*AIM OF THE EXERCISE*: A single number is the expected answer: the count of lines in the records below that contain "await".

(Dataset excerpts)
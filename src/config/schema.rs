use std::path::PathBuf;

use anyhow::{Result, bail};
use serde::Deserialize;

const DEFAULT_AUTHORITY: &str = "https://login.microsoftonline.com";
const DEFAULT_GRAPH_ENDPOINT: &str = "https://graph.microsoft.com";

/// Connection settings for one directory tenant.
///
/// The authority and graph endpoint are only overridden in tests and in
/// sovereign-cloud deployments; everything else is required.
#[derive(Debug, Clone, Deserialize)]
pub struct Config {
    tenant_id: String,
    client_id: String,
    username: String,
    password: String,
    authority: Option<String>,
    graph_endpoint: Option<String>,
    tls_insecure: Option<bool>,
    log_level: Option<String>,
}
impl Config {
    pub fn tenant_id(&self) -> &str {
        &self.tenant_id
    }
    pub fn client_id(&self) -> &str {
        &self.client_id
    }
    pub fn username(&self) -> &str {
        &self.username
    }
    pub fn password(&self) -> &str {
        &self.password
    }
    pub fn authority(&self) -> &str {
        match &self.authority {
            Some(s) => s,
            None => DEFAULT_AUTHORITY,
        }
    }
    pub fn graph_endpoint(&self) -> &str {
        match &self.graph_endpoint {
            Some(s) => s,
            None => DEFAULT_GRAPH_ENDPOINT,
        }
    }
    pub fn tls_insecure(&self) -> bool {
        self.tls_insecure.unwrap_or(false)
    }
    pub fn log_level(&self) -> &str {
        match &self.log_level {
            Some(s) => s,
            None => "info",
        }
    }

    /// Reject configs that cannot possibly authenticate.
    pub fn validate(&self) -> Result<()> {
        if self.tenant_id.trim().is_empty() {
            bail!("tenant_id is empty");
        }
        if self.client_id.trim().is_empty() {
            bail!("client_id is empty");
        }
        if self.username.trim().is_empty() {
            bail!("username is empty");
        }
        if self.password.is_empty() {
            bail!("password is empty");
        }
        Ok(())
    }
}

/// Default config location: ~/.config/mdm-unassign/config.yml.
pub fn default_path() -> PathBuf {
    let home = std::env::var("HOME").unwrap_or_else(|_| ".".to_string());
    PathBuf::from(home)
        .join(".config")
        .join("mdm-unassign")
        .join("config.yml")
}
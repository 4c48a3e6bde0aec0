use serde::Deserialize;

/// A device enrolled in the management service.
#[derive(Debug, Clone, Deserialize)]
#[serde(rename_all = "camelCase")]
pub struct ManagedDevice {
    pub id: String,
    pub device_name: String,
}

/// A user associated with a managed device. The service may omit the
/// display name.
#[derive(Debug, Clone, Deserialize)]
#[serde(rename_all = "camelCase")]
pub struct DeviceUser {
    pub id: String,
    #[serde(default)]
    pub display_name: Option<String>,
}
impl DeviceUser {
    /// Name for operator-facing messages.
    pub fn label(&self) -> &str {
        match &self.display_name {
            Some(name) if !name.is_empty() => name,
            _ => &self.id,
        }
    }
}

/// Collection envelope for the device list endpoint.
#[derive(Debug, Deserialize)]
pub struct DeviceListResponse {
    #[serde(default)]
    pub value: Vec<ManagedDevice>,
}

/// Collection envelope for the device users endpoint.
#[derive(Debug, Deserialize)]
pub struct UserListResponse {
    #[serde(default)]
    pub value: Vec<DeviceUser>,
}
use serde::Deserialize;

/// Token-endpoint success payload.
#[derive(Deserialize)]
pub struct AuthData {
    pub access_token: String,
    #[serde(default = "default_token_type")]
    pub token_type: String,
    #[serde(default)]
    pub expires_in: Option<u64>,
}
impl AuthData {
    pub fn is_empty(&self) -> bool {
        self.access_token.is_empty()
    }
}

fn default_token_type() -> String {
    "Bearer".to_string()
}

/// Token-endpoint failure payload; `error_description` carries the
/// service's human-readable reason (AADSTS codes and the like).
#[derive(Deserialize)]
pub struct AuthErrorResponse {
    #[serde(default)]
    pub error: String,
    #[serde(default)]
    pub error_description: String,
}
impl AuthErrorResponse {
    pub fn message(&self) -> &str {
        if !self.error_description.is_empty() {
            &self.error_description
        } else {
            &self.error
        }
    }
}
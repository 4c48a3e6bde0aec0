use std::path::PathBuf;
use std::process;

use clap::Parser;
use clap::builder::NonEmptyStringValueParser;

use mdm_unassign::error::RunError;
use mdm_unassign::{Outcome, config, load_config, run};

/// Remove the primary-user association from a managed device.
#[derive(Parser, Debug)]
#[command(version, about)]
struct Args {
    /// Name of the managed device to clear
    #[arg(value_parser = NonEmptyStringValueParser::new())]
    device_name: String,

    /// Path to the config file (default: ~/.config/mdm-unassign/config.yml)
    #[arg(short, long)]
    config: Option<PathBuf>,
}

#[tokio::main]
async fn main() {
    let args = Args::parse();

    let config_path = args.config.unwrap_or_else(config::default_path);
    let config = match load_config(&config_path) {
        Ok(config) => config,
        Err(e) => fail(e),
    };

    env_logger::Builder::from_env(
        env_logger::Env::default().default_filter_or(config.log_level()),
    )
    .init();

    match run(&config, &args.device_name).await {
        Ok(Outcome::Removed { device, user }) => {
            println!("Done: '{user}' is no longer the primary user of '{device}'.");
        }
        Ok(Outcome::NoAssociation { .. }) => {
            println!("Done: nothing to change.");
        }
        Err(e) => fail(e),
    }
}

fn fail(error: RunError) -> ! {
    eprintln!("Error: {:#}", anyhow::Error::new(error));
    process::exit(1);
}
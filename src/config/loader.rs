use std::path::Path;

use anyhow::{Context, Result};

use crate::config::Config;

/// Read and parse the YAML config; the path ends up in every error message
/// because this runs before logging is set up.
pub fn load_from_file(file_path: &Path) -> Result<Config> {
    let contents = std::fs::read_to_string(file_path)
        .with_context(|| format!("error reading config file {}", file_path.display()))?;
    let config: Config = serde_yml::from_str(&contents)
        .with_context(|| format!("malformed config file {}", file_path.display()))?;
    Ok(config)
}

#[cfg(test)]
mod tests {
    use super::*;

    #[test]
    fn missing_file_names_the_path() {
        let err = load_from_file(Path::new("/nonexistent/mdm-unassign.yml")).unwrap_err();
        assert!(format!("{err:#}").contains("/nonexistent/mdm-unassign.yml"));
    }

    #[test]
    fn garbage_yaml_is_rejected() {
        let dir = std::env::temp_dir().join("mdm_unassign_loader_test");
        std::fs::create_dir_all(&dir).unwrap();
        let path = dir.join("bad.yml");
        std::fs::write(&path, "tenant_id: [unclosed").unwrap();
        assert!(load_from_file(&path).is_err());
        std::fs::remove_file(&path).ok();
    }
}
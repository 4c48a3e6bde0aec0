use anyhow::Context;

use crate::client::{API_VERSION, GraphClient, Session};
use crate::device::schema::{DeviceListResponse, ManagedDevice};
use crate::error::RunError;

/// Find exactly one managed device by machine name.
///
/// The list request carries a server-side name filter; the exact comparison
/// is repeated client-side because the service's matching rules are not under
/// this tool's control. Machine names compare case-insensitively. Zero
/// matches and more than one match are both fatal.
pub async fn resolve(
    client: &GraphClient,
    session: &Session,
    name: &str,
) -> Result<ManagedDevice, RunError> {
    let mut url = client
        .device_management_url(API_VERSION, "managedDevices")
        .map_err(RunError::RequestFailed)?;
    url.query_pairs_mut()
        .append_pair("$filter", &format!("deviceName eq '{}'", odata_quote(name)));

    let response: DeviceListResponse = client
        .get_json(session, url)
        .await
        .context("device lookup failed")
        .map_err(RunError::RequestFailed)?;

    log::debug!("device query returned {} candidate(s)", response.value.len());
    select_unique(name, response.value)
}

/// Escape a value for an OData single-quoted string literal.
fn odata_quote(value: &str) -> String {
    value.replace('\'', "''")
}

fn select_unique(
    name: &str,
    candidates: Vec<ManagedDevice>,
) -> Result<ManagedDevice, RunError> {
    let mut matches: Vec<ManagedDevice> = candidates
        .into_iter()
        .filter(|device| device.device_name.eq_ignore_ascii_case(name))
        .collect();

    match matches.len() {
        0 => Err(RunError::DeviceNotFound(name.to_string())),
        1 => Ok(matches.remove(0)),
        count => Err(RunError::AmbiguousDevice {
            name: name.to_string(),
            count,
        }),
    }
}
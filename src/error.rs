use thiserror::Error;

/// Failure classes that terminate a run.
///
/// `main` maps every variant to exit status 1; the variants exist so callers
/// and tests can tell the phases apart. An empty association list is not a
/// failure and never appears here.
#[derive(Debug, Error)]
pub enum RunError {
    /// Configuration unusable or the HTTP client could not be built.
    /// Raised before any network activity.
    #[error("prerequisite check failed")]
    Prerequisite(#[source] anyhow::Error),

    /// Sign-in was rejected or the token endpoint was unreachable.
    /// No device-management call is attempted after this.
    #[error("authentication failed")]
    Authentication(#[source] anyhow::Error),

    /// No managed device matched the supplied name.
    #[error("no managed device named '{0}' was found")]
    DeviceNotFound(String),

    /// More than one managed device matched the supplied name.
    #[error("device name '{name}' matches {count} managed devices")]
    AmbiguousDevice { name: String, count: usize },

    /// A device or association lookup failed in transit.
    #[error("device management request failed")]
    RequestFailed(#[source] anyhow::Error),

    /// The primary-user reference delete was not accepted.
    #[error("primary user removal failed")]
    Removal(#[source] anyhow::Error),
}
mod auth;
mod graph;

pub use auth::{AuthData, AuthErrorResponse};
pub use graph::{API_VERSION, GraphClient, REFERENCE_API_VERSION, SCOPE, Session};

*SOLUTION*: 2